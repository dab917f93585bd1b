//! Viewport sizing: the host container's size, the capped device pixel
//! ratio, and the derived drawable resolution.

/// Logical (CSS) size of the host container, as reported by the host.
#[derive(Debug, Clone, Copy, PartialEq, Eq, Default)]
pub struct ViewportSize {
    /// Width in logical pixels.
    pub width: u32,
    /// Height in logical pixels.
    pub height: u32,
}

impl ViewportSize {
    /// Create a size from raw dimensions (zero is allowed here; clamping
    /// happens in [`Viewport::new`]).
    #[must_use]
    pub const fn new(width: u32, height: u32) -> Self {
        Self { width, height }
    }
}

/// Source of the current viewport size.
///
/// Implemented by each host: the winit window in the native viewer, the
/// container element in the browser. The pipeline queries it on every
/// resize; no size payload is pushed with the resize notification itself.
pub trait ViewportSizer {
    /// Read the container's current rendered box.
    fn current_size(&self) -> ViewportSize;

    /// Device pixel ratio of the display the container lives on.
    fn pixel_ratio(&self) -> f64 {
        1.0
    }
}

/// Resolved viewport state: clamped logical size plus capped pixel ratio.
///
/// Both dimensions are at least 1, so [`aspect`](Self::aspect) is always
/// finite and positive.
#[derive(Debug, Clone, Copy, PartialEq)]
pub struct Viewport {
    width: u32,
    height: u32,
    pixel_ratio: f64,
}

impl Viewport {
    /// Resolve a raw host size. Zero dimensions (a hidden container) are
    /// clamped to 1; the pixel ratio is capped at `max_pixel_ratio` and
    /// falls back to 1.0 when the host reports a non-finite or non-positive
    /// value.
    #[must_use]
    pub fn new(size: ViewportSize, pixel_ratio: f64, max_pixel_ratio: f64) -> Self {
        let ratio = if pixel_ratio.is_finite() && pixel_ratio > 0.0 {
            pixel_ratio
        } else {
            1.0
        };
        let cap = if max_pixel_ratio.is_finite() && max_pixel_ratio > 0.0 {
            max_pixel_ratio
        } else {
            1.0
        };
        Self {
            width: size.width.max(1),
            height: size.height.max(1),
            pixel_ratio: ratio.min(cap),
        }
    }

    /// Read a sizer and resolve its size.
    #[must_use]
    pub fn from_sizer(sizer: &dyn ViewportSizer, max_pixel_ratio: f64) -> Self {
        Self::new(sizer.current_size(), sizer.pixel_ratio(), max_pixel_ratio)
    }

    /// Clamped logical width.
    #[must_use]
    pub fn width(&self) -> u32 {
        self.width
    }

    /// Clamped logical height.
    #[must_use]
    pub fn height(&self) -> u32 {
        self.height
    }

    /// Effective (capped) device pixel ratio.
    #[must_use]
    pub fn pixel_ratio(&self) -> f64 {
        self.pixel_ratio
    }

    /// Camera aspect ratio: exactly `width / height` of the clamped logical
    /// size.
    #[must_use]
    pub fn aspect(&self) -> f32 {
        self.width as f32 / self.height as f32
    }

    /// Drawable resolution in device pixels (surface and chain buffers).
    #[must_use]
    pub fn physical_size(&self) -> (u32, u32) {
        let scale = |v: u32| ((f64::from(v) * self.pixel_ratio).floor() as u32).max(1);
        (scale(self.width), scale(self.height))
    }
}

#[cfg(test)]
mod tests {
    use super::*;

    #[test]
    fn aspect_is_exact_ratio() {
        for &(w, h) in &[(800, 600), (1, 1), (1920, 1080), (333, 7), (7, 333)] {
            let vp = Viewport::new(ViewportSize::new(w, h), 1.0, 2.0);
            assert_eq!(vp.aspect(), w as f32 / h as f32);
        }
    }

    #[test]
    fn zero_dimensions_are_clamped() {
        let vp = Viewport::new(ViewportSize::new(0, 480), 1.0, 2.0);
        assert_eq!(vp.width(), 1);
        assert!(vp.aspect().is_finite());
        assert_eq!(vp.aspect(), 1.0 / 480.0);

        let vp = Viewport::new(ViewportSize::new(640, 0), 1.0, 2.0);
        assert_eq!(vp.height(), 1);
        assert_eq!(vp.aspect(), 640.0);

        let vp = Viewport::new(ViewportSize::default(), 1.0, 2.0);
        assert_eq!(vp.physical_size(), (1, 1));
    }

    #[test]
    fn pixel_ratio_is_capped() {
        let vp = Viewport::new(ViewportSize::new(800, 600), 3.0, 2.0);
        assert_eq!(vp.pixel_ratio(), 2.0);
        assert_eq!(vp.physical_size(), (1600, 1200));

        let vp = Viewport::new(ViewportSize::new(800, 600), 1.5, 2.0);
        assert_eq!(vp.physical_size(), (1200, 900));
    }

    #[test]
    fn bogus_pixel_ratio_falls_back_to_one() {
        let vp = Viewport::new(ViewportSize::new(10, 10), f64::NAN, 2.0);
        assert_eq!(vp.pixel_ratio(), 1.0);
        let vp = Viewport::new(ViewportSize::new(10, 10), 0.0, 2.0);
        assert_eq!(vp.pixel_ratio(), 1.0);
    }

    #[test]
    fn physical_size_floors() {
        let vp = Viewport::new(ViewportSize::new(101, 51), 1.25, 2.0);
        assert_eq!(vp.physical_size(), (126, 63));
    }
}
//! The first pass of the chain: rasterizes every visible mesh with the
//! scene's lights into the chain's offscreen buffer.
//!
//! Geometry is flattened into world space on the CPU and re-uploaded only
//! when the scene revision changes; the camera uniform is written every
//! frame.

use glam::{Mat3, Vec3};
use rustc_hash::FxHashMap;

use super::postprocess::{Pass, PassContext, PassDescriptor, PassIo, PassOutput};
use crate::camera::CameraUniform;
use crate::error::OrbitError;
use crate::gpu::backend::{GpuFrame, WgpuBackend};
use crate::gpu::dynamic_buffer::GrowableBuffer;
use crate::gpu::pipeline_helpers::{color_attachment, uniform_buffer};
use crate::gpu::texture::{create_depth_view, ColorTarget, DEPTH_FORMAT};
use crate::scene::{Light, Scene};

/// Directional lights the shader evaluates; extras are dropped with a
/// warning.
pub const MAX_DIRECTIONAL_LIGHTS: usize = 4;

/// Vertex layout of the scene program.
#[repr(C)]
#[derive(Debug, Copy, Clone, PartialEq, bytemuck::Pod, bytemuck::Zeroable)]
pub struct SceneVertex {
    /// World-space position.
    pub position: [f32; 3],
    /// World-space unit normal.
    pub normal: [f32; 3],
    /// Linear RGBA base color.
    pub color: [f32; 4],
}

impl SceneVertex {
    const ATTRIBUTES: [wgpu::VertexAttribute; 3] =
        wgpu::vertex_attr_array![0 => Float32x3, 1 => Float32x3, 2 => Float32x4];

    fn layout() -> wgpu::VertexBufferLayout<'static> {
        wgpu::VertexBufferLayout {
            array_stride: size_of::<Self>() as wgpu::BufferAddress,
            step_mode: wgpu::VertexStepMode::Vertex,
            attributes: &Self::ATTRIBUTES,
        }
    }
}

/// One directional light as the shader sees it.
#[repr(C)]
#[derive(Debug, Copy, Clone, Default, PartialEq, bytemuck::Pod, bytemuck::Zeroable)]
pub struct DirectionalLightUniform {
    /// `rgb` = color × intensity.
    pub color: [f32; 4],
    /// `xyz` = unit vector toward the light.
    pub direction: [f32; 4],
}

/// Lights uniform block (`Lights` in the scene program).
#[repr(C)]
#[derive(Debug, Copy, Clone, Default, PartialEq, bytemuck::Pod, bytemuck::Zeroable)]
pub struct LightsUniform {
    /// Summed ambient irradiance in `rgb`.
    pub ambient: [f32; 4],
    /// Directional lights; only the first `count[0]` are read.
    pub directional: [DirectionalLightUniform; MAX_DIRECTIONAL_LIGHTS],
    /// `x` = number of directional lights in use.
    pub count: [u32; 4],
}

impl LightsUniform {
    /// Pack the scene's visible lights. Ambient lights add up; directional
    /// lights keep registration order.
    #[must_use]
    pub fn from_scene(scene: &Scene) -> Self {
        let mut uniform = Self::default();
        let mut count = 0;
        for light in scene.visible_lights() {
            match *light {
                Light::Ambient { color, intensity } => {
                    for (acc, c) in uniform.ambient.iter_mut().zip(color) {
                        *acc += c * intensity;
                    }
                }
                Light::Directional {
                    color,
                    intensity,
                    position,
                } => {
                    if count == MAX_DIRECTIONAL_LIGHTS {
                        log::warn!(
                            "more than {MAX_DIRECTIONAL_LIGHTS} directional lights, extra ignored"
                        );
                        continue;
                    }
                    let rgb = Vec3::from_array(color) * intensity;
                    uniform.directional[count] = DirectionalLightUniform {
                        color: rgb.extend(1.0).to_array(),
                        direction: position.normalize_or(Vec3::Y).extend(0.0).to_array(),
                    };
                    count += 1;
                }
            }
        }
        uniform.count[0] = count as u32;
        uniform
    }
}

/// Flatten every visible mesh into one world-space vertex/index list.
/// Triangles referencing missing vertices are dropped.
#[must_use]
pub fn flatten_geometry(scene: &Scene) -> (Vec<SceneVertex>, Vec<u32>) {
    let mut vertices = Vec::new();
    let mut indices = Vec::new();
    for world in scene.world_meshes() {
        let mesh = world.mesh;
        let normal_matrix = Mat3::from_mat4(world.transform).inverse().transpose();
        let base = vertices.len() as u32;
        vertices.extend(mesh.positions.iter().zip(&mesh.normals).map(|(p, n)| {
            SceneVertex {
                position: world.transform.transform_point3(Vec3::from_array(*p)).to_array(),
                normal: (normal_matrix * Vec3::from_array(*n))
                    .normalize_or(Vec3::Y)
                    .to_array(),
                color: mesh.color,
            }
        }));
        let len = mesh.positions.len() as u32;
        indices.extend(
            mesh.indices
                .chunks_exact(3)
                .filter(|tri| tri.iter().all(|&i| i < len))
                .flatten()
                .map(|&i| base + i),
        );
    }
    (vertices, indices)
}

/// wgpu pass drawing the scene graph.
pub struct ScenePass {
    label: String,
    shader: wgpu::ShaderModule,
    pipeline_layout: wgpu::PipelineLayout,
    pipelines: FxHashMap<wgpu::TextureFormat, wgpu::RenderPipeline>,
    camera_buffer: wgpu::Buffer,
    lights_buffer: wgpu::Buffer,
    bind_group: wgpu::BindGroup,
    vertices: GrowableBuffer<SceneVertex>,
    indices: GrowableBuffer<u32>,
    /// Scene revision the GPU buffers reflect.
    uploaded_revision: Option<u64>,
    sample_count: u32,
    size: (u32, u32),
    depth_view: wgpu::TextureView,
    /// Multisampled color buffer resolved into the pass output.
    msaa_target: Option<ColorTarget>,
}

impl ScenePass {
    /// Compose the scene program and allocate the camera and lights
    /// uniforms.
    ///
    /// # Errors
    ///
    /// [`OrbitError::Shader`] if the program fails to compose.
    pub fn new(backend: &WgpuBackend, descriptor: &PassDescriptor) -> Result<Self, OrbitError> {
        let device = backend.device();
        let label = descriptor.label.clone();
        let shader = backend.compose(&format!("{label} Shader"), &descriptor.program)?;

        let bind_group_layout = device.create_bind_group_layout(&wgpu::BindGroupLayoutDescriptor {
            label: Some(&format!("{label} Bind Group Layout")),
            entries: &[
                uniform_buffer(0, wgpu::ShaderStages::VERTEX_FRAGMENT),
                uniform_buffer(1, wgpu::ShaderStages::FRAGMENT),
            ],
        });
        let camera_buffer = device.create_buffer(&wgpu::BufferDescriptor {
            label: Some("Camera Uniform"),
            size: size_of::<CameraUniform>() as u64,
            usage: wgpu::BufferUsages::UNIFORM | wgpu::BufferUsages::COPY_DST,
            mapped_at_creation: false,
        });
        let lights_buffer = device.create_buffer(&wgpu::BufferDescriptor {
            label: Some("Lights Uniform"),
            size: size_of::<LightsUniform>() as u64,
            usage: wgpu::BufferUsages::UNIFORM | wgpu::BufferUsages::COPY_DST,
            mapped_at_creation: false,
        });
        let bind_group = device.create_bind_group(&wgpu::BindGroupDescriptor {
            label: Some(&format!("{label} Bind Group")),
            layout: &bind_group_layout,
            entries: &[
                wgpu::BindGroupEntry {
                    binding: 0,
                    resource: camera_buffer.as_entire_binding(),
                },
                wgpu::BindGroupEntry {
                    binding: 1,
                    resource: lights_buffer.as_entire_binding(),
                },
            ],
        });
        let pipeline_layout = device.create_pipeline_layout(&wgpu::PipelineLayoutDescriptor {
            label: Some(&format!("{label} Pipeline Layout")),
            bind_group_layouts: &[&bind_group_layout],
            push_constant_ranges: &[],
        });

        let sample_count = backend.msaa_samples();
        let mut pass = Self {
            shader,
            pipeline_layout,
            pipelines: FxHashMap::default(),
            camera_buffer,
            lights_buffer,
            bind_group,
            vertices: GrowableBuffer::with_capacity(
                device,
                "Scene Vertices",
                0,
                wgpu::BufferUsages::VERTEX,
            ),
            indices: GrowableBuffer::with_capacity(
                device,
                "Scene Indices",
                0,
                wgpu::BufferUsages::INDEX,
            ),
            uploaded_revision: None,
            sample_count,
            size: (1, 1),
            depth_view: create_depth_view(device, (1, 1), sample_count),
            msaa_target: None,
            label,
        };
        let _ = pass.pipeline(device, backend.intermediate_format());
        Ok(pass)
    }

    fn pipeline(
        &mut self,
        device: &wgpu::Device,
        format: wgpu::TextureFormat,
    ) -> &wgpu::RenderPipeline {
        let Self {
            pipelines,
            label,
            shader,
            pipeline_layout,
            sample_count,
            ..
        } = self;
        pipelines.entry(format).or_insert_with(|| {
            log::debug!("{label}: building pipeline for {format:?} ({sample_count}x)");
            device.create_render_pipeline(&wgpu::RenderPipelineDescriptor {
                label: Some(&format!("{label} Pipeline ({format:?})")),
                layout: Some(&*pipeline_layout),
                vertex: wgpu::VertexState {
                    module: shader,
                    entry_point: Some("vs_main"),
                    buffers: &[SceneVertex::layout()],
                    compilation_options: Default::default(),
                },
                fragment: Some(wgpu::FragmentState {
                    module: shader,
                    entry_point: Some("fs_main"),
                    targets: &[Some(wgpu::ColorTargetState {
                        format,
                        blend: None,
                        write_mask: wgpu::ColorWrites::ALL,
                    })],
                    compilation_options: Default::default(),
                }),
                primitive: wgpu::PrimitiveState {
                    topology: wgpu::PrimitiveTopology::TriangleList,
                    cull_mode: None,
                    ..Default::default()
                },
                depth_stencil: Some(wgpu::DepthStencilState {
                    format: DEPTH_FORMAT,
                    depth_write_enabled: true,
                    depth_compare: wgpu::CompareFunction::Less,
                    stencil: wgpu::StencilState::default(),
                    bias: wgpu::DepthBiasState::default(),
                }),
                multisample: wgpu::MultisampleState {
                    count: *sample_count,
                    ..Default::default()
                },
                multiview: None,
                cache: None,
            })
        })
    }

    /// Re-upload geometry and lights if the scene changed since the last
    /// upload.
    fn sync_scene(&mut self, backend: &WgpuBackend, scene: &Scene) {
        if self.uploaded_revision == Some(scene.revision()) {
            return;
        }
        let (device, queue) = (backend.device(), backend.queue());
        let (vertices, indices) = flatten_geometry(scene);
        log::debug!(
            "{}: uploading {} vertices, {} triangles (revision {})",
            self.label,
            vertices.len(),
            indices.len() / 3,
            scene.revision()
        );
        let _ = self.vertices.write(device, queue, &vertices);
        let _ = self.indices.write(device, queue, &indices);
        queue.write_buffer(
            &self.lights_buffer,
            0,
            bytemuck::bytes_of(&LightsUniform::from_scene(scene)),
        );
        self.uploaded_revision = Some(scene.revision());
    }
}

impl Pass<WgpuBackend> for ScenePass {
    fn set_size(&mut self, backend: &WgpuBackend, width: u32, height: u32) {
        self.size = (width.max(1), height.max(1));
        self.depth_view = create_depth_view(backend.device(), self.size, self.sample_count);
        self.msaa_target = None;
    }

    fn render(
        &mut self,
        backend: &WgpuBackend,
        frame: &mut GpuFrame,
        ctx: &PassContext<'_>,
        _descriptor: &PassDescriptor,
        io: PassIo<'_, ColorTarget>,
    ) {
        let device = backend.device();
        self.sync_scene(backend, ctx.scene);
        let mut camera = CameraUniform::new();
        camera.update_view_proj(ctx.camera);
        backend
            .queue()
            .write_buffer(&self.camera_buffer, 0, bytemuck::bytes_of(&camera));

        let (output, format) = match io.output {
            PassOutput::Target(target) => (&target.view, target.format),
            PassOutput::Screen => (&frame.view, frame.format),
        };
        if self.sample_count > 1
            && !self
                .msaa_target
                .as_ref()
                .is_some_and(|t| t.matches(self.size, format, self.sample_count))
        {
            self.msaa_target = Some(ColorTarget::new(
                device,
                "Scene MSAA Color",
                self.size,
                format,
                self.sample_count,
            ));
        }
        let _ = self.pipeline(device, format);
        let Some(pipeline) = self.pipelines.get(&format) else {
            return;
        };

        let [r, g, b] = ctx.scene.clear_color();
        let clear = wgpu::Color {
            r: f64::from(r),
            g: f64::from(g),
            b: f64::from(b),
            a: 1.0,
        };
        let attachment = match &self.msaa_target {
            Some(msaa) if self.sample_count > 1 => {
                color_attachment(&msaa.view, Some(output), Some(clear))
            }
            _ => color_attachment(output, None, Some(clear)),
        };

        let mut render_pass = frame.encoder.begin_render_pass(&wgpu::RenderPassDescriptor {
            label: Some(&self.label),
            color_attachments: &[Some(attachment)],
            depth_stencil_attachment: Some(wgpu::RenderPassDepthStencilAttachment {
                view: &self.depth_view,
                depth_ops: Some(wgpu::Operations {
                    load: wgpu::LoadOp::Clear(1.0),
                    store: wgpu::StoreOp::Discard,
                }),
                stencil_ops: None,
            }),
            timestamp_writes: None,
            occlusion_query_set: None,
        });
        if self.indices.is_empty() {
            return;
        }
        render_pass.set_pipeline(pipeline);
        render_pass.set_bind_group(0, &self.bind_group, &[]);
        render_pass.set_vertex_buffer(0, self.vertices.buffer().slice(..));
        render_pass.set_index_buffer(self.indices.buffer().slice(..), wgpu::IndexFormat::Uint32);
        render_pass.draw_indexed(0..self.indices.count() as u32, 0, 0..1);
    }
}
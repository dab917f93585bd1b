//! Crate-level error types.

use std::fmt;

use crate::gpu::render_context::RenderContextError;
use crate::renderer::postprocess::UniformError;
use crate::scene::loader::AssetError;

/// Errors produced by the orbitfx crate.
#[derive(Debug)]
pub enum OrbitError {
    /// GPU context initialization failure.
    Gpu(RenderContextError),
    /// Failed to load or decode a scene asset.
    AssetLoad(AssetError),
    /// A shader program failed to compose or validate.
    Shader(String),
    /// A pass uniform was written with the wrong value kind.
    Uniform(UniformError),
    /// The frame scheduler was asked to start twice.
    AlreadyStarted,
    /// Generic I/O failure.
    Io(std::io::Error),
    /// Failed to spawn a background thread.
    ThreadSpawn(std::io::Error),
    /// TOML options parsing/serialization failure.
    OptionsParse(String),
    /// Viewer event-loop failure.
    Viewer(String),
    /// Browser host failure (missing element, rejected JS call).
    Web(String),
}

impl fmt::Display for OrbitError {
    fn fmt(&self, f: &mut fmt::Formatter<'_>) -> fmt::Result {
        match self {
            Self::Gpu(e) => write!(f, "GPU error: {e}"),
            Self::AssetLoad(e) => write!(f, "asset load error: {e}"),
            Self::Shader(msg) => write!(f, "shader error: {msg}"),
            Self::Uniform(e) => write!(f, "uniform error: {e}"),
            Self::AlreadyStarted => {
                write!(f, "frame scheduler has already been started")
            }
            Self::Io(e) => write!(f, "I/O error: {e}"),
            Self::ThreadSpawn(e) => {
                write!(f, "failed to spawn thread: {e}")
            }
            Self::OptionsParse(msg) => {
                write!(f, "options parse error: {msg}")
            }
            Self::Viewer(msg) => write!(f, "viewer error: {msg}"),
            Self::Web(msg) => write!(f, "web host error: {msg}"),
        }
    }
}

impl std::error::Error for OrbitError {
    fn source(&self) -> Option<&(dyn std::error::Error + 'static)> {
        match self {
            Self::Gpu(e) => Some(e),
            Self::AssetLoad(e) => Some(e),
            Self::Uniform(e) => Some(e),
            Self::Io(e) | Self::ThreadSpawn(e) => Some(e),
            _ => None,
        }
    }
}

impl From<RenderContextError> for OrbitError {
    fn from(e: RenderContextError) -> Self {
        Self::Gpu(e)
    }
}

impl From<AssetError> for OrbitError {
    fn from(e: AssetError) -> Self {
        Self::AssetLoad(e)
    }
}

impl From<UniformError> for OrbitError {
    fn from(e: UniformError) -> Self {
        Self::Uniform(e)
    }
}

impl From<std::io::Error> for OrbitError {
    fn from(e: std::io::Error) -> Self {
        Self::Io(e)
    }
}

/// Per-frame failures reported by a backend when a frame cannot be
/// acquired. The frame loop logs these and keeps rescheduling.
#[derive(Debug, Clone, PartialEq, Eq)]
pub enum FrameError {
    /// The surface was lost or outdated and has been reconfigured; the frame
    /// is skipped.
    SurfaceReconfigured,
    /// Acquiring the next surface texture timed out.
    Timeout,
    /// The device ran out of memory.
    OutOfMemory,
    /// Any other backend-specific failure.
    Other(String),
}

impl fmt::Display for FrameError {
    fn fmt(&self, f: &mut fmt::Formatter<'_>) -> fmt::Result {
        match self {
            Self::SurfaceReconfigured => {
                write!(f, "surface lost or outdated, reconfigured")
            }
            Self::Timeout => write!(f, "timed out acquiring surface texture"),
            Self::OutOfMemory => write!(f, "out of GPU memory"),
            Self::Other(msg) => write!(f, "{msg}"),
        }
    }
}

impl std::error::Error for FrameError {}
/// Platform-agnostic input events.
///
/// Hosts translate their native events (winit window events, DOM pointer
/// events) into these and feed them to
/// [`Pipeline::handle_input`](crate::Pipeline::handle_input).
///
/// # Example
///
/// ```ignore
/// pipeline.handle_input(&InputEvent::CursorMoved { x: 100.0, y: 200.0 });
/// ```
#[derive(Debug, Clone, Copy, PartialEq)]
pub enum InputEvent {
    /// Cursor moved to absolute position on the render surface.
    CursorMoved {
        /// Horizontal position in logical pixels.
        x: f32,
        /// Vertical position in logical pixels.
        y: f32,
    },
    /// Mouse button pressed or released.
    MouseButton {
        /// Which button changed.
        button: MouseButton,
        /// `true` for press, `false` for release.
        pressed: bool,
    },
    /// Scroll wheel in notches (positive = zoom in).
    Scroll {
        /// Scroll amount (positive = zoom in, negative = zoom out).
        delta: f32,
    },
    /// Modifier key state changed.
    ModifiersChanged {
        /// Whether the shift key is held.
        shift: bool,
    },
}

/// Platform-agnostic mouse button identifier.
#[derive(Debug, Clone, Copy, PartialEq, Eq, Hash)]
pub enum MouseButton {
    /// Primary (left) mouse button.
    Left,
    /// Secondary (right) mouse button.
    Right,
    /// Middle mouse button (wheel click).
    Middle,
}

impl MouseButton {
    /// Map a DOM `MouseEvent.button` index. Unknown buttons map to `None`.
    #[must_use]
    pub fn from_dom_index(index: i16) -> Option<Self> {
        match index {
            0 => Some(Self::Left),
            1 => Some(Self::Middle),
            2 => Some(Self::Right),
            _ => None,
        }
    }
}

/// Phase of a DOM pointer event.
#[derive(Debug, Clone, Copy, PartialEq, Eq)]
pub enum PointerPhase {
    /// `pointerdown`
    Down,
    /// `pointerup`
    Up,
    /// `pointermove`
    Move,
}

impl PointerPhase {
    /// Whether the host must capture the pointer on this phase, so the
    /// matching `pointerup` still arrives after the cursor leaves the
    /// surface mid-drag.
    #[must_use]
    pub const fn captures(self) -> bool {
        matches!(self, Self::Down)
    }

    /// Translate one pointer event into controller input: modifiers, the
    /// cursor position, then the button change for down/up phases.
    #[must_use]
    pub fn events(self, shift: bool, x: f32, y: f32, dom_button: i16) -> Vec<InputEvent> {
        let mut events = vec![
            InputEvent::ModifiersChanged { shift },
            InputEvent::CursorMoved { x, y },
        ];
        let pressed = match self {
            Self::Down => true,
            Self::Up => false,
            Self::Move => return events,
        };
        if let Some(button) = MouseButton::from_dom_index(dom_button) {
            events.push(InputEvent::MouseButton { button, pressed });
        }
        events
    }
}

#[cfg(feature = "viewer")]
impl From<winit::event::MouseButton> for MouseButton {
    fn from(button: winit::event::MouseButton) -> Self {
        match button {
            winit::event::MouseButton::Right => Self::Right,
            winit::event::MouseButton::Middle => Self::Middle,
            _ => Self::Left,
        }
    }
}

TASK TO CARRY OUT:
Your task is to show every line of the listing above containing "UniformError".

RESPONSE BELOW:
use crate::renderer::postprocess::UniformError;
    Uniform(UniformError),
impl From<UniformError> for OrbitError {
    fn from(e: UniformError) -> Self {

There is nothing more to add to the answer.